Required: Every nonprofit must have a mission statement that articulates its purpose and the reasons for its existence. While every nonprofit organization that has been granted tax exempt status by the IRS would have a written statement of purpose that complies with the law, in many cases that statement is so general that it should be more "finely tuned" into a clearly articulated mission statement. In the case of a public charity, in particular, the mission statement should inform the public about the organization's guiding principles, values and activities.
Recommended Policies: Although the only mandatory legal requirement for all nonprofit organizations is a mission statement, every nonprofit organization should consider implementing the following policies:
- Conflict of interest policy. This prohibits transactions between the organization and insiders without proper disclosure. This is recommended for all nonprofits, including the smallest of family foundations.
- Compensation review policy. Any organization with compensated employees should have a compensation review policy for any compensated directors, trustees, officers and key employees.
- Expense reimbursement policy. Similarly, any organization that reimburses for expenses should have a policy in place to ensure that all reimbursements are properly characterized and reported for income tax purposes.
- Record retention and destruction policy. Generally, the policy should be designed to (1) prevent accidental or innocent destruction of records, (2) facilitate an organization's operations by promoting efficiency and (3) strive to comply with the standards set out in Sarbanes-Oxley and other "best practices."
- Whistleblower policy. Organizations with employees, in particular, should have a policy to give "safe harbor" to individuals who want to report purported legal or ethical violations within the organization.
- Gift acceptance policy. If the organization accepts gifts from the public, a gift acceptance policy is recommended. Gifts of artwork and real estate, for example, deserve special attention.
- Contemporaneous meeting documentation. While a formal policy is not necessary, in all organizations, someone should be responsible for keeping written meeting minutes of the governing body and any committees.
- Directors' review of Form 990. The governing board should be provided with and review each year's Form 990.
Other Policies to Consider: Although the policies discussed below may be beyond the scope of a small family-run private foundation or small public charity, nonprofit organizations that receive government funds, send money abroad, provide services and/or engage in business with for-profit organizations should consider these policies as applicable:
- Policies governing chapters, affiliates and branches. If your organization is part of a group exemption or has multiple entities, this policy would address oversight governance of the activities of subordinate units to ensure that their operations are consistent with those of the larger organization.

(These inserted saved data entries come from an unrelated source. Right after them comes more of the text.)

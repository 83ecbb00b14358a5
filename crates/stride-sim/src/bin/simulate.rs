//! Simulated run - drives a full session against the in-memory player
//!
//! Run with:
//! ```
//! cargo run -p stride-sim --bin simulate [seed] [minutes]
//! ```

use std::{env, time::Duration};

use anyhow::Context as _;
use geo::Point;
use stride::{
    format::{format_distance, format_elapsed, format_pace},
    models::UnitSystem,
    player::RemotePlayer,
};
use stride_sim::prelude::*;
use time::OffsetDateTime;
use tracing_subscriber::EnvFilter;

/// Simulated seconds each track plays for.
const TRACK_LENGTH_S: f64 = 200.0;

#[tokio::main]
async fn main() -> anyhow::Result<()> {
    tracing_subscriber::fmt()
        .with_env_filter(
            EnvFilter::try_from_default_env().unwrap_or_else(|_| EnvFilter::new("info")),
        )
        .init();

    let mut args = env::args().skip(1);
    let seed: u64 = match args.next() {
        Some(s) => s.parse().with_context(|| format!("invalid seed {s}"))?,
        None => 12345,
    };
    let minutes: f64 = match args.next() {
        Some(s) => s.parse().with_context(|| format!("invalid duration {s}"))?,
        None => 30.0,
    };

    let config = StrideConfig::load()?;
    let unit = config.stats.unit_system;
    let mut rng = StdRng::seed_from_u64(seed);

    let library = generate_library(400, 140.0..190.0, &mut rng);
    let player = Arc::new(SimulatedPlayer::new(
        config.scheduler.track_uri_prefix.clone(),
    ));
    let backend = Arc::new(StaticBackend::new(library, 3.0));
    player.connect().await?;

    let mut session = RunSession::new(config, player.clone(), backend);
    let runner = RunnerProfile::recreational();
    let start = OffsetDateTime::now_utc();
    let samples = runner.generate_samples(
        start,
        Point::new(-105.2705, 40.0150),
        minutes * 60.0,
        &SampleNoise::default(),
        &mut rng,
    );
    tracing::info!("Generated {} samples over {minutes} minutes", samples.len());

    session.start_run_at(start);
    let queued = session
        .change_tempo(runner.cadence_spm(), &["top".to_string()])
        .await?;
    tracing::info!("Initial queue: {queued} tracks at {:.0} bpm", runner.cadence_spm());

    let mut rejected = 0;
    let mut next_track_at = TRACK_LENGTH_S;
    for sample in samples {
        let elapsed = (sample.timestamp - start).as_seconds_f64();
        if session.record_sample(sample).is_err() {
            rejected += 1;
        }
        if elapsed >= next_track_at {
            next_track_at += TRACK_LENGTH_S;
            player.finish_track();
            // Let the listener and any refill catch up.
            tokio::time::sleep(Duration::from_millis(10)).await;
        }
    }

    let last = session.stats().clone();
    let end = start + time::Duration::seconds_f64(last.elapsed_time_seconds);
    session.stop_run_at(end);

    let played = player.history();
    let radio = played
        .iter()
        .filter(|id| SimulatedPlayer::is_radio(id))
        .count();

    tracing::info!("Run complete!");
    tracing::info!("  Distance:  {}", format_distance(last.total_distance_meters, unit));
    tracing::info!("  Time:      {}", format_elapsed(last.elapsed_time_seconds));
    tracing::info!("  Pace:      {}", format_pace(Some(last.overall_pace_per(unit)), unit));
    tracing::info!(
        "  Last mile: {}",
        format_pace(last.rolling_mile_pace_seconds, UnitSystem::Imperial)
    );
    tracing::info!("  Samples rejected: {rejected}");
    tracing::info!("  Tracks played: {} ({radio} autoplay)", played.len());

    Ok(())
}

- Policy for holding conservation easement. This policy should set forth the periodic monitoring, inspection and enforcement of the conservation easements held by the organization.
- Policy for tax-exempt bond beneficiaries. Policies should be put into place regarding the use of property financed with bond proceeds and the investment of these proceeds.
- Policies for hospitals. In order to comply with the new Schedule H of Form 990, hospitals should consider adopting different policies and procedures consistent with the inquiries made on new Schedule H (regarding, for example their charity care, bad debt, Medicare and collections, etc.).
- Joint Venture Policies. A joint venture policy should provide that any joint venture must grant the nonprofit sufficient authority over the joint venture's operations as to advance its exempt purposes.
- Foreign grant and activity policies. Because of the concern regarding inadvertent funding of terrorist activities, nonprofits are encouraged to adopt substantiation policies with respect to their awarding and monitoring of foreign grants to individuals and organizations, as well as directing non-U.S. activities.
All policies (and procedures) should be in writing, and their coverage, application and enforcement should be well documented. Each policy should include a provision that requires a periodic review to confirm the policy is enforced and effective and to determine whether any revisions are necessary. These periodic reviews should actually take place.
While an organization with good governance policies and procedures is more likely to be in compliance with the federal income tax laws, mere adoption of a policy, without more, is worse than no policy at all. Organizations should resist the urge to merely adopt each covered policy. A governing board should be sure to publicize these policies within the organization, to assign responsibilities for carrying out and enforcing them and to monitor the policies for appropriateness and effectiveness.